Introduction (continued) • Time value of money techniques facilitate planning for future events. • Individuals desire to invest for many financial goals such as retirement, children’s education, etc. • The expenditures associated with these goals will occur in the future and will be impacted by inflation. • The amount invested will be impacted by the state of the economy, investment choices, etc. • With the use of the time value of money techniques, we will be able to estimate our future funds needs.

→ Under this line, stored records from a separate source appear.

// Copyright (c) KAI
// SPDX-License-Identifier: Apache-2.0

//! Admin preferences edited on the settings page
//!
//! Held in memory only. A save replaces the whole value after validation.

use serde::{Deserialize, Serialize};

use crate::SettingsError;

#[derive(Debug, Clone, PartialEq, Eq, Serialize, Deserialize)]
pub struct AdminProfile {
    pub name: String,
    pub email: String,
}

#[derive(Debug, Clone, Copy, PartialEq, Eq, Serialize, Deserialize)]
pub struct NotificationSettings {
    pub email: bool,
    pub refund: bool,
    pub delay: bool,
    pub ticket: bool,
}

#[derive(Debug, Clone, PartialEq, Eq, Serialize, Deserialize)]
pub struct SmtpSettings {
    pub host: String,
    pub port: u16,
    pub sender_email: String,
}

#[derive(Debug, Clone, PartialEq, Eq, Serialize, Deserialize)]
pub struct AdminSettings {
    pub profile: AdminProfile,
    pub notifications: NotificationSettings,
    pub smtp: SmtpSettings,
}

impl Default for AdminSettings {
    fn default() -> Self {
        Self {
            profile: AdminProfile {
                name: "Admin KAI".to_string(),
                email: "admin@kai.id".to_string(),
            },
            notifications: NotificationSettings {
                email: true,
                refund: true,
                delay: true,
                ticket: true,
            },
            smtp: SmtpSettings {
                host: "smtp.kai.id".to_string(),
                port: 587,
                sender_email: "noreply@kai.id".to_string(),
            },
        }
    }
}

impl AdminSettings {
    pub fn validate(&self) -> Result<(), SettingsError> {
        if self.profile.name.trim().is_empty() {
            return Err(SettingsError::EmptyField("profile.name"));
        }
        check_email("profile.email", &self.profile.email)?;
        if self.smtp.host.trim().is_empty() {
            return Err(SettingsError::EmptyField("smtp.host"));
        }
        if self.smtp.port == 0 {
            return Err(SettingsError::InvalidPort);
        }
        check_email("smtp.sender_email", &self.smtp.sender_email)
    }
}

fn check_email(field: &'static str, value: &str) -> Result<(), SettingsError> {
    match value.split_once('@') {
        Some((local, domain))
            if !local.is_empty() && !domain.is_empty() && !domain.contains('@') =>
        {
            Ok(())
        }
        _ => Err(SettingsError::InvalidEmail {
            field,
            value: value.to_string(),
        }),
    }
}

#[cfg(test)]
mod tests {
    use super::*;

    #[test]
    fn test_defaults_are_valid() {
        let settings = AdminSettings::default();
        assert!(settings.validate().is_ok());
        assert_eq!(settings.smtp.port, 587);
        assert!(settings.notifications.delay);
    }

    #[test]
    fn test_rejects_bad_email() {
        let mut settings = AdminSettings::default();
        settings.profile.email = "admin.kai.id".to_string();
        assert_eq!(
            settings.validate(),
            Err(SettingsError::InvalidEmail {
                field: "profile.email",
                value: "admin.kai.id".to_string()
            })
        );

        let mut settings = AdminSettings::default();
        settings.smtp.sender_email = "noreply@".to_string();
        assert!(matches!(
            settings.validate(),
            Err(SettingsError::InvalidEmail { field: "smtp.sender_email", .. })
        ));
    }

    #[test]
    fn test_rejects_zero_port_and_empty_host() {
        let mut settings = AdminSettings::default();
        settings.smtp.port = 0;
        assert_eq!(settings.validate(), Err(SettingsError::InvalidPort));

        let mut settings = AdminSettings::default();
        settings.smtp.host = "  ".to_string();
        assert_eq!(settings.validate(), Err(SettingsError::EmptyField("smtp.host")));
    }
}
// Copyright (c) KAI
// SPDX-License-Identifier: Apache-2.0

//! Rupiah formatting in the id-ID style used across the dashboard

/// Separator between the currency symbol and the digits, a no-break space
/// as emitted by id-ID number formatting.
const SYMBOL_SEPARATOR: char = '\u{a0}';

/// Format a whole-rupiah amount, e.g. `450000` -> `"Rp\u{a0}450.000"`.
pub fn format_idr(amount: u64) -> String {
    let digits = amount.to_string();
    let mut grouped = String::with_capacity(digits.len() + digits.len() / 3);

    for (i, ch) in digits.chars().enumerate() {
        if i > 0 && (digits.len() - i) % 3 == 0 {
            grouped.push('.');
        }
        grouped.push(ch);
    }

    format!("Rp{}{}", SYMBOL_SEPARATOR, grouped)
}

#[cfg(test)]
mod tests {
    use super::*;

    #[test]
    fn test_format_idr() {
        assert_eq!(format_idr(0), "Rp\u{a0}0");
        assert_eq!(format_idr(999), "Rp\u{a0}999");
        assert_eq!(format_idr(1_000), "Rp\u{a0}1.000");
        assert_eq!(format_idr(450_000), "Rp\u{a0}450.000");
        assert_eq!(format_idr(6_100_000), "Rp\u{a0}6.100.000");
    }

    #[test]
    fn test_separator_is_no_break_space() {
        let formatted = format_idr(350_000);
        assert!(!formatted.contains(' '));
        assert_eq!(formatted.chars().nth(2), Some('\u{a0}'));
    }
}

Chapter Objectives • To gain a general understanding that monies received or paid out at different points in time have different values and that these values can change dramatically depending on interest rate levels and the points in time when they are received or paid • To understand the process of compounding and to be able to compute a future value of a single payment or of an annuity • To understand the process of discounting and to be able to compute the present value of a single payment or of an annuity
Chapter Objectives (continued) • To be able to find approximate values for unknown interest rates or unknown holding periods when the values for other financial variables are known • To recognize the importance of planning in the effort to achieve future goals • To be able to compute a required annual savings amount to meet future goals • To be able to construct a savings plan designed to show how savings will grow over time and be used to meet future goals
Topic Outline • Compounding (Finding Future Values) • Discounting (Finding Present Values) • Goal Planning for the Steeles
COMPOUNDING (FINDING FUTURE VALUES) • Compounding refers to the process of accumulating value over time. In other words, investing money to earn interest will facilitate the growth of our investment. • A single amount (or payment) can accumulate value over time. • A series of equal payments (annuity) can accumulate value over time. • The amount that the investment grows to is referred to as the future value. It includes both the amount invested as well as the interest earned.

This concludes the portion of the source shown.